The main reason we haven't had these debates before is that we've never had a situation where both main party leaders wanted them to happen before. Normally what happens is that there is a clear favourite (Tony Blair in the last three elections) and he had nothing to gain by saying yes to a debate. In 1997 his refusal at least led to some classic comedy in the shape of the infamous "Tory chicken incident" where the guy hired by the Tories to follow Blair around in a chicken suit was ambushed by a rival chicken with a detachable head (meant to symbolise the state that the Tories were in by that stage) hired by the Daily Mirror.

This time round, Brown was well behind vs Cameron in polling at the time these negotiations were taking place, so it was a combination of thinking "I've nothing to lose" and also his feeling that the electorate would come round if only they'd look at the policies and stop focusing on soundbites.

Meanwhile, Dave Cameron presumably thought Brown was such a liability that the more the UK public see of him, the better.

So the interests of the two parties coincided. It's as simple as that.

While obviously Brown has problems getting his argument across to the public, I don't agree with Polly that these debates are a liability. The fact that everyone expects him to be crap means that even if he's just OK, it's a victory, of sorts. As long as he can avoid being totally crap, it's worth doing. Also, when pressed on policy, Cameron has looked crap on several occasions, most recently in the Gay Times interview. Tony Blair he ain't.

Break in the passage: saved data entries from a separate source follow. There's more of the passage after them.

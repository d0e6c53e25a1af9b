//! Configuration loading
//!
//! Read from `--config <path>` or `<config dir>/vaultlink/config.toml`. A
//! missing file means defaults; a malformed one is an error.

use std::path::{Path, PathBuf};
use std::time::Duration;

use serde::{Deserialize, Serialize};
use tracing::debug;
use url::Url;

use crate::consent::mode::FlowMode;
use crate::consent::popup::PopupOptions;
use crate::consent::request::AuthRouting;
use crate::error::{ConsentError, Result};
use crate::platform::WindowFeatures;

pub const CONFIG_FILE_NAME: &str = "config.toml";

const APP_DIR: &str = "vaultlink";
const DEFAULT_ORIGIN: &str = "http://localhost:5173";

#[derive(Debug, Clone, PartialEq, Eq, Serialize, Deserialize)]
#[serde(default)]
pub struct ConsentConfig {
    /// Origin of the web app hosting the connect endpoint
    pub origin: String,
    /// Path of the page the redirect flow returns to by default
    pub page_path: String,
    pub connect_path: Option<String>,
    pub return_to: Option<String>,
    pub mode: FlowMode,
    pub poll_interval_ms: u64,
    /// Unset means the popup is watched until it closes
    pub popup_max_wait_secs: Option<u64>,
    pub popup_width: u32,
    pub popup_height: u32,
    /// User agent used to classify the device in `auto` mode
    pub user_agent: Option<String>,
}

impl Default for ConsentConfig {
    fn default() -> Self {
        Self {
            origin: DEFAULT_ORIGIN.to_string(),
            page_path: "/".to_string(),
            connect_path: None,
            return_to: None,
            mode: FlowMode::Auto,
            poll_interval_ms: 1000,
            popup_max_wait_secs: None,
            popup_width: WindowFeatures::POPUP.width,
            popup_height: WindowFeatures::POPUP.height,
            user_agent: None,
        }
    }
}

impl ConsentConfig {
    /// Default config file location, if the platform has a config dir
    pub fn default_path() -> Option<PathBuf> {
        dirs::config_dir().map(|dir| dir.join(APP_DIR).join(CONFIG_FILE_NAME))
    }

    /// Load from `path`, or from [`Self::default_path`] when `None`.
    pub fn load(path: Option<&Path>) -> Result<Self> {
        let path = match path {
            Some(path) => path.to_path_buf(),
            None => match Self::default_path() {
                Some(path) => path,
                None => return Ok(Self::default()),
            },
        };

        if !path.exists() {
            debug!(path = ?path, "No config file, using defaults");
            return Ok(Self::default());
        }

        let content = std::fs::read_to_string(&path)?;
        let config = Self::parse(&content)?;
        debug!(path = ?path, "Loaded config");
        Ok(config)
    }

    pub fn parse(content: &str) -> Result<Self> {
        Ok(toml::from_str(content)?)
    }

    pub fn origin_url(&self) -> Result<Url> {
        Url::parse(&self.origin).map_err(|source| ConsentError::InvalidOrigin {
            origin: self.origin.clone(),
            source,
        })
    }

    pub fn routing(&self) -> AuthRouting {
        AuthRouting {
            connect_path: self.connect_path.clone(),
            return_to: self.return_to.clone(),
        }
    }

    pub fn popup_options(&self) -> PopupOptions {
        PopupOptions {
            features: WindowFeatures::POPUP.with_size(self.popup_width, self.popup_height),
            poll_interval: Duration::from_millis(self.poll_interval_ms.max(1)),
            max_wait: self.popup_max_wait_secs.map(Duration::from_secs),
        }
    }
}

#[cfg(test)]
mod tests {
    use super::*;

    #[test]
    fn test_defaults() {
        let config = ConsentConfig::default();
        assert_eq!(config.mode, FlowMode::Auto);
        assert_eq!(config.routing(), AuthRouting::default());

        let options = config.popup_options();
        assert_eq!(options, PopupOptions::default());
    }

    #[test]
    fn test_partial_file() {
        let config = ConsentConfig::parse(
            r#"
            origin = "https://assistant.example.com"
            mode = "redirect"
            return_to = "/chat"
            popup_max_wait_secs = 300
            "#,
        )
        .unwrap();

        assert_eq!(config.mode, FlowMode::Redirect);
        assert_eq!(config.return_to.as_deref(), Some("/chat"));
        assert_eq!(config.poll_interval_ms, 1000);
        assert_eq!(
            config.popup_options().max_wait,
            Some(Duration::from_secs(300))
        );
        assert_eq!(
            config.origin_url().unwrap().as_str(),
            "https://assistant.example.com/"
        );
    }

    #[test]
    fn test_invalid_mode_is_error() {
        let err = ConsentConfig::parse(r#"mode = "sideways""#).unwrap_err();
        assert!(matches!(err, ConsentError::Config(_)));
    }

    #[test]
    fn test_invalid_origin() {
        let config = ConsentConfig {
            origin: "not a url".to_string(),
            ..Default::default()
        };
        assert!(matches!(
            config.origin_url(),
            Err(ConsentError::InvalidOrigin { .. })
        ));
    }

    #[test]
    fn test_load_missing_and_present() {
        let dir = tempfile::tempdir().unwrap();
        let path = dir.path().join(CONFIG_FILE_NAME);

        let config = ConsentConfig::load(Some(&path)).unwrap();
        assert_eq!(config, ConsentConfig::default());

        std::fs::write(&path, "poll_interval_ms = 250\npopup_width = 600\n").unwrap();
        let config = ConsentConfig::load(Some(&path)).unwrap();
        let options = config.popup_options();
        assert_eq!(options.poll_interval, Duration::from_millis(250));
        assert_eq!(options.features.width, 600);
        assert_eq!(options.features.height, 650);
    }
}
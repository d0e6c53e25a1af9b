//! `vaultlink url`: print the connect URL for a request

use anyhow::{bail, Result};
use clap::Args;
use url::Url;
use vaultlink_core::consent::build_authorization_url;
use vaultlink_core::consent::request::DEFAULT_POPUP_RETURN_TO;
use vaultlink_core::{AuthorizationRequest, ConsentConfig};

#[derive(Args, Debug)]
pub struct UrlArgs {
    /// Connection to authorize against (e.g. google-oauth2)
    pub connection: String,

    /// Scope to request; repeat for more, order is kept
    #[arg(short, long = "scope")]
    pub scopes: Vec<String>,

    /// Extra authorization parameter as key=value; repeatable
    #[arg(short, long = "param", value_parser = parse_param)]
    pub params: Vec<(String, String)>,

    /// Build the redirect-flow URL (returns to the page path)
    #[arg(long)]
    pub redirect: bool,

    /// Override the return target
    #[arg(long)]
    pub return_to: Option<String>,
}

pub fn parse_param(raw: &str) -> std::result::Result<(String, String), String> {
    match raw.split_once('=') {
        Some((key, value)) if !key.is_empty() => Ok((key.to_string(), value.to_string())),
        _ => Err(format!("expected key=value, got '{}'", raw)),
    }
}

pub fn build(args: &UrlArgs, config: &ConsentConfig, origin: &Url) -> Result<Url> {
    if args.connection.is_empty() {
        bail!("Connection must not be empty");
    }

    let mut request =
        AuthorizationRequest::new(args.connection.as_str()).with_scopes(args.scopes.iter().cloned());
    for (key, value) in &args.params {
        request = request.with_param(key.as_str(), value.as_str());
    }

    let routing = config.routing();
    let return_to = match (&args.return_to, &routing.return_to) {
        (Some(explicit), _) => explicit.clone(),
        (None, Some(configured)) => configured.clone(),
        (None, None) if args.redirect => config.page_path.clone(),
        (None, None) => DEFAULT_POPUP_RETURN_TO.to_string(),
    };

    Ok(build_authorization_url(
        origin,
        routing.connect_path(),
        &return_to,
        &request,
    )?)
}

pub fn execute(args: UrlArgs, config: &ConsentConfig, origin: &Url) -> Result<()> {
    let url = build(&args, config, origin)?;
    println!("{}", url);
    Ok(())
}
//! Interrupt recognition and routing
//!
//! An agent run pauses with an opaque interrupt value. Only token vault
//! interrupts are handled here; anything else routes to nothing.

pub mod router;
pub mod token_vault;

pub use router::{InterruptRouter, InterruptSignal, RoutedConsent};
pub use token_vault::{is_authorization_interrupt, TokenVaultInterrupt};
//! `vaultlink links`: print the web app's session links

use anyhow::Result;
use url::Url;
use vaultlink_core::links;

pub fn render(origin: &Url, page_path: &str) -> Result<Vec<(&'static str, Url)>> {
    let here = origin.join(page_path)?;
    Ok(vec![
        ("login", origin.join(&links::login_url(&here))?),
        ("signup", origin.join(&links::signup_url())?),
        ("logout", origin.join(&links::logout_url(&here))?),
        ("connect", origin.join(&links::connect_account_url(&here))?),
    ])
}

pub fn execute(origin: &Url, page_path: &str) -> Result<()> {
    for (label, url) in render(origin, page_path)? {
        println!("{:<8} {}", label, url);
    }
    Ok(())
}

The person who will probably gain most from these debates is Nick Clegg. He gets prime-time exposure on a equal footing with the two main party leaders - extremely valuable. Personally I'd argue that at least one of the debates should have opened up to minor parties - the Greens, UKIP and the BNP - and we should also have had a debate in Scotland with the SNP and the Scottish Socialists and in Wales with Plaid Cymru.

The format will be anodyne - no cheering, clapping, booing or follow-up questions. Why the hell we couldn't have had a special edition of Question Time - tried and tested, and found to work well for 30 years - is beyond me. But the antiseptic nature of proceedings will probably suit Brown, who is the most gimmick-free candidate.

I doubt these debates will swing public opinion more than 1% either way - maybe a bit more towards the Lib Dems if Clegg does well. But with many of the polls now f***ing close (e.g. 3% gap on Populus for the Times yesterday - matching my prediction exactly), 1% could make a huge difference to the final result. Anyway, I'll be watching closely.